La construction d’infrastructures de transports génère de l’étalement urbain, puisqu’elle permet d’habiter plus loin. En même temps, elle fluidifie le transport et, lorsqu’il s’agit de transport en commun, elle permet de rendre accessibles les centres urbains à un plus grand nombre de résidents, de réduire la pollution et la consommation énergétique globale.

La politique de transport vise souvent à créer des centres secondaires périurbains en tant que plateformes multimodales de transport ou nœuds de mobilité dont un des objectifs est de réduire la dispersion de l’habitat dans les couronnes périurbaines mais les résultats ne sont pas flagrants : bien qu’ils permettent une meilleure attractivité (notamment résidentielle) des sous- centres périurbains, la réduction de la dispersion du bâti n’est pas à la hauteur des attentes des décideurs.
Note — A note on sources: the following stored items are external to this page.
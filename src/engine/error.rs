// ==========================================
// D.O.A 退货处置系统 - 引擎层错误类型
// ==========================================
// 职责: 流程规则拒绝原因（枚举越界、非法流转、终态保护）
// ==========================================

use thiserror::Error;

/// 流程规则错误
#[derive(Error, Debug, Clone, PartialEq, Eq)]
pub enum WorkflowError {
    #[error("无效等级: {0}（仅支持 A/B/C/D）")]
    InvalidGrade(String),

    #[error("无效分配目标: {0}（仅支持 WSK/DG）")]
    InvalidTarget(String),

    #[error("无效的状态转换: action={action}, from={from}")]
    InvalidTransition { from: String, action: String },

    #[error("记录已处于终态: id={id}")]
    TerminalState { id: String },

    #[error("记录尚未定级: id={id}")]
    Ungraded { id: String },
}

impl WorkflowError {
    pub(crate) fn invalid_transition(from: impl ToString, action: &str) -> Self {
        WorkflowError::InvalidTransition {
            from: from.to_string(),
            action: action.to_string(),
        }
    }
}

/// Result 类型别名
pub type WorkflowResult<T> = Result<T, WorkflowError>;
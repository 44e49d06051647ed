// ==========================================
// 状态边界测试
// ==========================================
// 职责: 验证每一次观测下 状态 ∈ 五态, 且状态-库位一致
// ==========================================

#[path = "test_helpers.rs"]
mod test_helpers;

#[cfg(test)]
mod state_boundary_test {
    use doa_disposition::api::DoaApi;
    use doa_disposition::domain::types::{Grade, ReturnStatus, StorageBucket};

    use crate::test_helpers::{add_record, assert_consistent, create_test_state};

    fn assert_store_consistent(api: &DoaApi) {
        for record in api.list_all().unwrap() {
            assert!(ReturnStatus::ALL.contains(&record.status()));
            assert_consistent(&record);
        }
    }

    #[test]
    fn test_every_step_consistent() {
        let state = create_test_state();
        let api: &DoaApi = &state.doa_api;

        for id in ["S1", "S2", "S3", "S4"] {
            add_record(api, id);
        }
        assert_store_consistent(api);

        let steps: Vec<Box<dyn Fn(&DoaApi) -> bool>> = vec![
            Box::new(|a: &DoaApi| a.assign_grade("S1", "A").is_ok()),
            Box::new(|a: &DoaApi| a.assign_grade("S2", "C").is_ok()),
            Box::new(|a: &DoaApi| a.send_to_service("S2").is_ok()), // 拒绝
            Box::new(|a: &DoaApi| a.send_to_service("S1").is_ok()),
            Box::new(|a: &DoaApi| a.receive_from_service("S1").is_ok()),
            Box::new(|a: &DoaApi| a.allocate("S1", "WSK").is_ok()),
            Box::new(|a: &DoaApi| a.allocate("S2", "DG").is_ok()),
            Box::new(|a: &DoaApi| a.allocate("S3", "DG").is_ok()), // 拒绝
            Box::new(|a: &DoaApi| a.assign_grade("S4", "B").is_ok()),
            Box::new(|a: &DoaApi| a.send_to_service("S4").is_ok()),
            Box::new(|a: &DoaApi| a.assign_grade("S4", "D").is_ok()), // 维修中改判
            Box::new(|a: &DoaApi| a.receive_from_service("S4").is_ok()), // 拒绝
        ];

        let outcomes: Vec<bool> = steps
            .iter()
            .map(|step| {
                let ok = step(api);
                assert_store_consistent(api);
                ok
            })
            .collect();

        assert_eq!(
            outcomes,
            vec![true, true, false, true, true, true, true, false, true, true, true, false]
        );

        let s4 = api.get_record("S4").unwrap();
        assert_eq!(s4.status(), ReturnStatus::InClearance);
        assert_eq!(s4.storage(), StorageBucket::DamageDoa);
        assert_eq!(s4.grade(), Some(Grade::D));
    }

    #[test]
    fn test_terminal_records_stay_terminal() {
        let state = create_test_state();
        let api = &state.doa_api;
        add_record(api, "T1");
        api.assign_grade("T1", "D").unwrap();
        api.allocate("T1", "DG").unwrap();

        let before = api.get_record("T1").unwrap();
        let _ = api.assign_grade("T1", "A");
        let _ = api.send_to_service("T1");
        let _ = api.receive_from_service("T1");
        let _ = api.allocate("T1", "WSK");
        let _ = api.attach_document("T1", "photo", "late.jpg");

        let after = api.get_record("T1").unwrap();
        assert_eq!(after.stage(), before.stage());
        assert_eq!(after.documents().len(), before.documents().len());
        assert_eq!(after.updated_at, before.updated_at);
    }

    #[test]
    fn test_documents_append_only_across_stages() {
        let state = create_test_state();
        let api = &state.doa_api;
        add_record(api, "D1");

        api.attach_document("D1", "video", "unboxing.mp4").unwrap();
        api.assign_grade("D1", "A").unwrap();
        api.attach_document("D1", "pdf", "approval.pdf").unwrap();
        api.send_to_service("D1").unwrap();
        let record = api.attach_document("D1", "jpg", "lcd.jpg").unwrap();

        let refs: Vec<&str> = record
            .documents()
            .iter()
            .map(|d| d.reference.as_str())
            .collect();
        assert_eq!(refs, vec!["unboxing.mp4", "approval.pdf", "lcd.jpg"]);
    }
}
Certains auteurs préconisent l’application d’un Transit Oriented Development (TOD), consistant en une coordination des politiques de transports en commun avec les politiques d’aménagement afin d’augmenter l’usage des transports collectifs et d’encourager un développement plus compact des villes.

Alors que le fonctionnement des marchés tend à concentrer spatialement la localisation des entreprises dans le territoire, le déploiement d’infrastructures de transport peut induire de la dispersion dans la localisation de ces activités s’expliquant notamment par la diffusion améliorée des externalités de connaissances (cf. Chapitre 6).